Roman Catholic Bishops of Cork and Cloyne
| From | Until | Incumbent | Notes |
| 1540 |  | Lewis Macnamara, O.F.M. | Appointed 24 September 1540, but not consecrated |
| 1540 | 1556 | John O'Heyne | Appointed 5 November 1540; died before 1556; also administered the Diocese of Elphin 1545-1556 |
| 1556 | 1557 | Dominic Tirrey ^{[C]} | Appointed as the Church of Ireland bishop by King Henry VIII in 1536; absolved of schism by Cardinal Pole 27 November 1556; died circa August 1557 |
| 1557 | 1567 | Roger Skiddy ^{[D]} | Granted by the order of Queen Mary 18 September 1557; said to have been consecrated papali ritu 30 October 1562, although this statement has been called 'untenable'; appointed on a commission in 1564 to administer the Oath of Supremacy; resigned 1567; "he was not recognized by Rome.
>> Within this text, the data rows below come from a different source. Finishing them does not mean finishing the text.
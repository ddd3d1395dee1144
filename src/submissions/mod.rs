pub mod export;
pub mod store;

pub use export::{CsvExport, ExportArtifact};
pub use store::{
    ClearOutcome, ConfirmGate, LoadOutcome, SubmissionFilter, SubmissionStore, STORAGE_KEY,
};
//! # Tests for Config Constants
//!
//! Unit tests verifying the correctness of configuration constants
//! and helper functions.

use crate::constants::*;

// =============================================================================
// PRECISION TESTS
// =============================================================================

#[test]
fn test_epsilon_is_positive() {
    assert!(EPSILON > 0.0, "EPSILON must be positive");
}

#[test]
fn test_coincidence_tolerance_larger_than_epsilon() {
    assert!(
        COINCIDENCE_TOLERANCE >= EPSILON,
        "COINCIDENCE_TOLERANCE should be >= EPSILON"
    );
}

#[test]
fn test_approx_equal() {
    assert!(approx_equal(2.0, 2.0 + 1e-12));
    assert!(!approx_equal(2.0, 2.001));
}

// =============================================================================
// TRANSITION TESTS
// =============================================================================

#[test]
fn test_cell_nodes_match_ratio() {
    assert_eq!(TRANSITION_CELL_NODES, 4);
}

#[test]
fn test_fits_transition_order_single_level() {
    assert!(fits_transition_order(4, 1));
    assert!(fits_transition_order(7, 1));
    assert!(!fits_transition_order(5, 1));
}

#[test]
fn test_fits_transition_order_cascade() {
    assert!(fits_transition_order(28, 3));
    assert!(!fits_transition_order(10, 3));
    assert!(fits_transition_order(2, 0));
}

// =============================================================================
// WARP TESTS
// =============================================================================

#[test]
fn test_blend_exponent_is_sublinear() {
    assert!(DEFAULT_BLEND_EXPONENT > 0.0 && DEFAULT_BLEND_EXPONENT < 1.0);
}

#[test]
fn test_first_label_is_one() {
    assert_eq!(FIRST_LABEL, 1);
}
He is ... condemned ... because he was reappointed by Elizabeth on 31 July 1562 ... he certainly accepted the supremacy when he accepted his appointment from Elizabeth" |
| 1568 | 1574 | Nicholas Landes | Appointed 27 February 1568; died circa 1574 |
| 1574 | 1579 | Edmund Tanner | Appointed 5 November 1574; died 4 June 1579 |
| 1580 | 1603 | Dermot McCraghe | Appointed 12 October 1580; died after 1603 |
| appointed 1614 |  | James Miagh | Appointed vicar apostolic of Cork and Cloyne by papal brief 3 September 1614 |
| appointed 1621 |  | Robert Miagh | Appointed vicar apostolic of Cork and Cloyne by papal brief 13 July 1621 |
| 1622 | 1646 | William Tirry | Appointed 24 January 1622; died March. 1646 |
| 1647 | 1662 | Robert Barry | Appointed 8 April 1647; died 6 July 1662 |
| 1662 | 1676 | See vacant |  |
| 1676 | 1693 | Peter Creagh | Appointed 13 May 1676; translated to Dublin 9 March 1693; |
From 1693 to 1747, the Roman Catholic bishops were also Apostolic Administrators of Ross
| 1693 | 1712 | John Baptist Sleyne, O.S.A. | Appointed 13 April 1693; resigned 22 January 1712; died 16 February 1712 |
| 1712 | 1726 | Donagh MacCarthy | Appointed 16 July 1712; died March. 1726 |
| 1727 | 1747 | Thaddeus MacCarthy | Appointed 7 April 1727; died 14 August 1747 |
In 1747, the see was separated into the bishopric of Cork and the bishopric of Cloyne and Ross

==Notes==

- Dominic Tirrey and Roger Skiddy were bishops of both successions.